> [What you should do] Scan the entries for the word "ones" and return every line that has it.

%%

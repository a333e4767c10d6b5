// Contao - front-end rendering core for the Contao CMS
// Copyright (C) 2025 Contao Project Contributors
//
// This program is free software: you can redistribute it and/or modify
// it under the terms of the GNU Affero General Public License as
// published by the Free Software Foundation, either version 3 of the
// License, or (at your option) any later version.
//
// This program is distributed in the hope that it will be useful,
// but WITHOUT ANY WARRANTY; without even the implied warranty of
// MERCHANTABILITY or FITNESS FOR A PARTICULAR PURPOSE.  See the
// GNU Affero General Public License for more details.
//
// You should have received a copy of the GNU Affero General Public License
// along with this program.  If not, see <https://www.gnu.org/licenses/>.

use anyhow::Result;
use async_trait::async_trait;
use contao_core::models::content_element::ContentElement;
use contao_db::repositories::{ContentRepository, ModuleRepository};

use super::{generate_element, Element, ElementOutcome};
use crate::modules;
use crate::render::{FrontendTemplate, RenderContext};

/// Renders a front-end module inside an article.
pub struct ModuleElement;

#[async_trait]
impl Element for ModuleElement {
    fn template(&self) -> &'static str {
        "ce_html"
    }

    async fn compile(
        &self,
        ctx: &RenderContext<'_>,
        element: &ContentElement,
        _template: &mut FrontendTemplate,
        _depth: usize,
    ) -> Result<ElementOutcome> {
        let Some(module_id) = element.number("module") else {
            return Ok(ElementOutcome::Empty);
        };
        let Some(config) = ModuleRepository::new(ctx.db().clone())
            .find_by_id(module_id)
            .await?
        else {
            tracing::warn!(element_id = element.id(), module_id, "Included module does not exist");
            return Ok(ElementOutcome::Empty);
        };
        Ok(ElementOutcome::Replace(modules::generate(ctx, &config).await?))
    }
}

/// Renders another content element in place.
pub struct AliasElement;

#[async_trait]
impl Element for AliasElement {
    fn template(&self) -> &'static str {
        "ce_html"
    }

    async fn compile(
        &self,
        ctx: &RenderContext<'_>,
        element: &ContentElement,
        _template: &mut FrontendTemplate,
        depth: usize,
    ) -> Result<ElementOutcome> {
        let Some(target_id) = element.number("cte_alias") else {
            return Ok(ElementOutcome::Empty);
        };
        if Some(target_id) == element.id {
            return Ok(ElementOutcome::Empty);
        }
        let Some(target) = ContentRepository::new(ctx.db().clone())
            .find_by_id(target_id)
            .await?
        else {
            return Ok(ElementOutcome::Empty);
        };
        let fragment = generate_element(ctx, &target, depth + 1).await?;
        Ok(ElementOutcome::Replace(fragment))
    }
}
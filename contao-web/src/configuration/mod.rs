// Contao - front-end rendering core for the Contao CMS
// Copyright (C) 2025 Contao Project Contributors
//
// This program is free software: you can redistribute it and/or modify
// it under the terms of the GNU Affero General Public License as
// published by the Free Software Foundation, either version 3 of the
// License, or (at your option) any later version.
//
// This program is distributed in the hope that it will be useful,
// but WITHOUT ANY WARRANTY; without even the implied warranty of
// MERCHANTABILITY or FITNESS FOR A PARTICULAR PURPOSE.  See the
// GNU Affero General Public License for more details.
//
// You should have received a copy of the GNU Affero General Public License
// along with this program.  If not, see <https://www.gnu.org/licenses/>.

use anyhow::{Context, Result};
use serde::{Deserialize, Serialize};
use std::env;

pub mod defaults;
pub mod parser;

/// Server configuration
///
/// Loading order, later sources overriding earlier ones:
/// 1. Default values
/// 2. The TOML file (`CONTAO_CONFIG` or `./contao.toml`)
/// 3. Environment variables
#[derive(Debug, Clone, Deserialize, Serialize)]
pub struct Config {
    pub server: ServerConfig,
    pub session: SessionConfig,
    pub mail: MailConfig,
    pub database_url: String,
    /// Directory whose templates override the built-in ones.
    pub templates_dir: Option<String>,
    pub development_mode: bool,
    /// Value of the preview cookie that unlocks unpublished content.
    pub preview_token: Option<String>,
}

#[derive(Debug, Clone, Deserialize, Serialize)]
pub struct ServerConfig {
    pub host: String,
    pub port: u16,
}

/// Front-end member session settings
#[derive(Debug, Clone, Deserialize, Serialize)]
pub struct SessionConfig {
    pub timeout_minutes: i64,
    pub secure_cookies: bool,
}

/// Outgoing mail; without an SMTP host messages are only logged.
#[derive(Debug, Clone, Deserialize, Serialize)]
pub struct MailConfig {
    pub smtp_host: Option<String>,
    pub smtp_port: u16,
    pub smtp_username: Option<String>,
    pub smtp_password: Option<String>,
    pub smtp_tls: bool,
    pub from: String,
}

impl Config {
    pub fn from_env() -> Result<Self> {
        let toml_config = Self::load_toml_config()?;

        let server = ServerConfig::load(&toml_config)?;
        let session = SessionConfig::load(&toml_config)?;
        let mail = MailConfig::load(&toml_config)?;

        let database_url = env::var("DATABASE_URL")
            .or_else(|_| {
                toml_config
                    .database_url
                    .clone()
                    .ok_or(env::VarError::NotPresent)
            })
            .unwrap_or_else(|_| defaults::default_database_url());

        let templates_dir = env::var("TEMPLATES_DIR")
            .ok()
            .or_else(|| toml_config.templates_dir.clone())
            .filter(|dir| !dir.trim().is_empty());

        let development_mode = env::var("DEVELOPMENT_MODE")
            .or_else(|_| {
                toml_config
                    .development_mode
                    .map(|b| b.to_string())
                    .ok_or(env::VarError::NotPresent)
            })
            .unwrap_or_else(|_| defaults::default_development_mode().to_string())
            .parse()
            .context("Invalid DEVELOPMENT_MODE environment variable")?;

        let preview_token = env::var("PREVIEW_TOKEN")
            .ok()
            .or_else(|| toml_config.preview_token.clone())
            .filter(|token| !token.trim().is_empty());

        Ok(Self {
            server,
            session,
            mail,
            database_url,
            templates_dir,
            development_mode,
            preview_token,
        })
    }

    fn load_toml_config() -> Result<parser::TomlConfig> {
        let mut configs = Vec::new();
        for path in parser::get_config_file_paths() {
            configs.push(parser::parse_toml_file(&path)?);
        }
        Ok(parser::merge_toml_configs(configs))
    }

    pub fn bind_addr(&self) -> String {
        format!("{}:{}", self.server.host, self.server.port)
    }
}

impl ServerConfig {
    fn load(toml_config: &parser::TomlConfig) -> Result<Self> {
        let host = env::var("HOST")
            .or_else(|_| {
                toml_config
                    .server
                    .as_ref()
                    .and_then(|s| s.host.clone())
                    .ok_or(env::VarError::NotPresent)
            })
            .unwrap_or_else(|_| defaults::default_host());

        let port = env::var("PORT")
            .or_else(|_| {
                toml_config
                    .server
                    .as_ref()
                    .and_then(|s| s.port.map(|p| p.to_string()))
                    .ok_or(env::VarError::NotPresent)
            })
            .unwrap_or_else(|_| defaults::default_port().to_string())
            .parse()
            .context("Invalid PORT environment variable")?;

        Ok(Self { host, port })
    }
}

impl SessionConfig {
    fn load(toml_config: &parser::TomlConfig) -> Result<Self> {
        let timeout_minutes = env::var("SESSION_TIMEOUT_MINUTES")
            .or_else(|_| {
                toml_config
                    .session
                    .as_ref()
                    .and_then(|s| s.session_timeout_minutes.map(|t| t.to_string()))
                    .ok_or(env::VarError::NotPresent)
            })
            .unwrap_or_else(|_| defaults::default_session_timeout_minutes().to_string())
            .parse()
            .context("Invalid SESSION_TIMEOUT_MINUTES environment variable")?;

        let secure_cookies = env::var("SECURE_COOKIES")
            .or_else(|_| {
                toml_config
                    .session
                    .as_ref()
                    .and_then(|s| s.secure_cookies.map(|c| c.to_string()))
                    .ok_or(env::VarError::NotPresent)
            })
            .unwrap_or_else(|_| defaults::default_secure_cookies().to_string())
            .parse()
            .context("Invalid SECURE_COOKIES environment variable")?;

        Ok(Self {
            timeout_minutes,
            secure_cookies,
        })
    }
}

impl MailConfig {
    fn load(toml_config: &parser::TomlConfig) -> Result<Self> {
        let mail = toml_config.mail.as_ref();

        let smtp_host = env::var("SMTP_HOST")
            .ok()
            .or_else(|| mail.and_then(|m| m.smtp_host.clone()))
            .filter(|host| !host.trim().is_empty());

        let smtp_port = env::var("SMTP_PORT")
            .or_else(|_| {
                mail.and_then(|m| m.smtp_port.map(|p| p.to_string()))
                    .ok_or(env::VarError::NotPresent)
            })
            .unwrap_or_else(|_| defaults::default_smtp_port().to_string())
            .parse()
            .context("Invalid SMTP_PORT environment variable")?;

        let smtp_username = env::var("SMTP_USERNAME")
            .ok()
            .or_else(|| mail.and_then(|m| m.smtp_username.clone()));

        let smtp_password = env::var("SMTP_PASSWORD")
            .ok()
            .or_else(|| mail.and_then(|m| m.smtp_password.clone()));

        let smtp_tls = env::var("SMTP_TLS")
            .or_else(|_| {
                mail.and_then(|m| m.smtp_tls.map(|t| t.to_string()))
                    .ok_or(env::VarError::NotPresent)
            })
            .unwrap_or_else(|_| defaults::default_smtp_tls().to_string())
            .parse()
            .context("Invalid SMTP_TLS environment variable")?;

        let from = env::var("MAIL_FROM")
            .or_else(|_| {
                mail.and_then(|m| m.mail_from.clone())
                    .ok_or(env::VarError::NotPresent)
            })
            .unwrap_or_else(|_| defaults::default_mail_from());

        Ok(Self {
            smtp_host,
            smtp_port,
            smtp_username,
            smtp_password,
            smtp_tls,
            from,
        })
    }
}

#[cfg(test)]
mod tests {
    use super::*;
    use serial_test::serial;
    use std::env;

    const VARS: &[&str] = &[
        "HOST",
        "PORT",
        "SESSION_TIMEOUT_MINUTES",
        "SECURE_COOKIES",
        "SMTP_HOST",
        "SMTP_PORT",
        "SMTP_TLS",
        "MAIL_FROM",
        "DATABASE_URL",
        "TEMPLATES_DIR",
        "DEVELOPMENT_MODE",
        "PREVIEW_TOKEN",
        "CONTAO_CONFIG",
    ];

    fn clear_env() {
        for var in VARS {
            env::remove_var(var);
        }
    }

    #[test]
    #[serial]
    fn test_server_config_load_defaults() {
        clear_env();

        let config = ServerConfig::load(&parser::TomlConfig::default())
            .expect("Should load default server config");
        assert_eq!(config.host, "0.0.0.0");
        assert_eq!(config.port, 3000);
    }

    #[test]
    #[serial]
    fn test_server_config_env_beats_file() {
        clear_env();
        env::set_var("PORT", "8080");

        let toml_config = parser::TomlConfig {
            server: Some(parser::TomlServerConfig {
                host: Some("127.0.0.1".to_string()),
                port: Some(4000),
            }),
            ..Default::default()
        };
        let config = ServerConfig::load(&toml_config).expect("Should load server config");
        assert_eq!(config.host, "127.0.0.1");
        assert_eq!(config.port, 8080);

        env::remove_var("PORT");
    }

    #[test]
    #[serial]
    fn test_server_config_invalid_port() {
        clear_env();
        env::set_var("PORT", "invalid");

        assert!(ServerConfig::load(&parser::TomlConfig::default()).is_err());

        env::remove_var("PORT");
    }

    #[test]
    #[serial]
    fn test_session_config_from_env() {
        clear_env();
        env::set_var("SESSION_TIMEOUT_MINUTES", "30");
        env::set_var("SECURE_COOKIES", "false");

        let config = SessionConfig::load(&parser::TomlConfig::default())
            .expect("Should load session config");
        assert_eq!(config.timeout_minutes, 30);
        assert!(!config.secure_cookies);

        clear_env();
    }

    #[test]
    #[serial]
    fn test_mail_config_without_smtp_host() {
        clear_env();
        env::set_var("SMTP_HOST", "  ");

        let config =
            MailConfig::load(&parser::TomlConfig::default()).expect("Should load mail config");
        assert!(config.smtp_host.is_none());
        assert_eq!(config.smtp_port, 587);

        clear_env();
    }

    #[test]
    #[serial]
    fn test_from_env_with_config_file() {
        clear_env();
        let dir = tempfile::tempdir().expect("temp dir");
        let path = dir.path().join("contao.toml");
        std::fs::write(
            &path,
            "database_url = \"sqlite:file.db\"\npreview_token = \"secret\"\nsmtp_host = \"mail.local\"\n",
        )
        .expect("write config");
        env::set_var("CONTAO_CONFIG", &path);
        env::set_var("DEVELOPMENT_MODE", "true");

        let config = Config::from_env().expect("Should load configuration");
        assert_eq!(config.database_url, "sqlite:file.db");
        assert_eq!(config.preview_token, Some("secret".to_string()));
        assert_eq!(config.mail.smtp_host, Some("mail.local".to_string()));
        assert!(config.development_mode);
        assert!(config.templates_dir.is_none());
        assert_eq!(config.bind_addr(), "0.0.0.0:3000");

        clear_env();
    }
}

%%

> [Final answer]
/// Loading order, later sources overriding earlier ones:
    /// Directory whose templates override the built-in ones.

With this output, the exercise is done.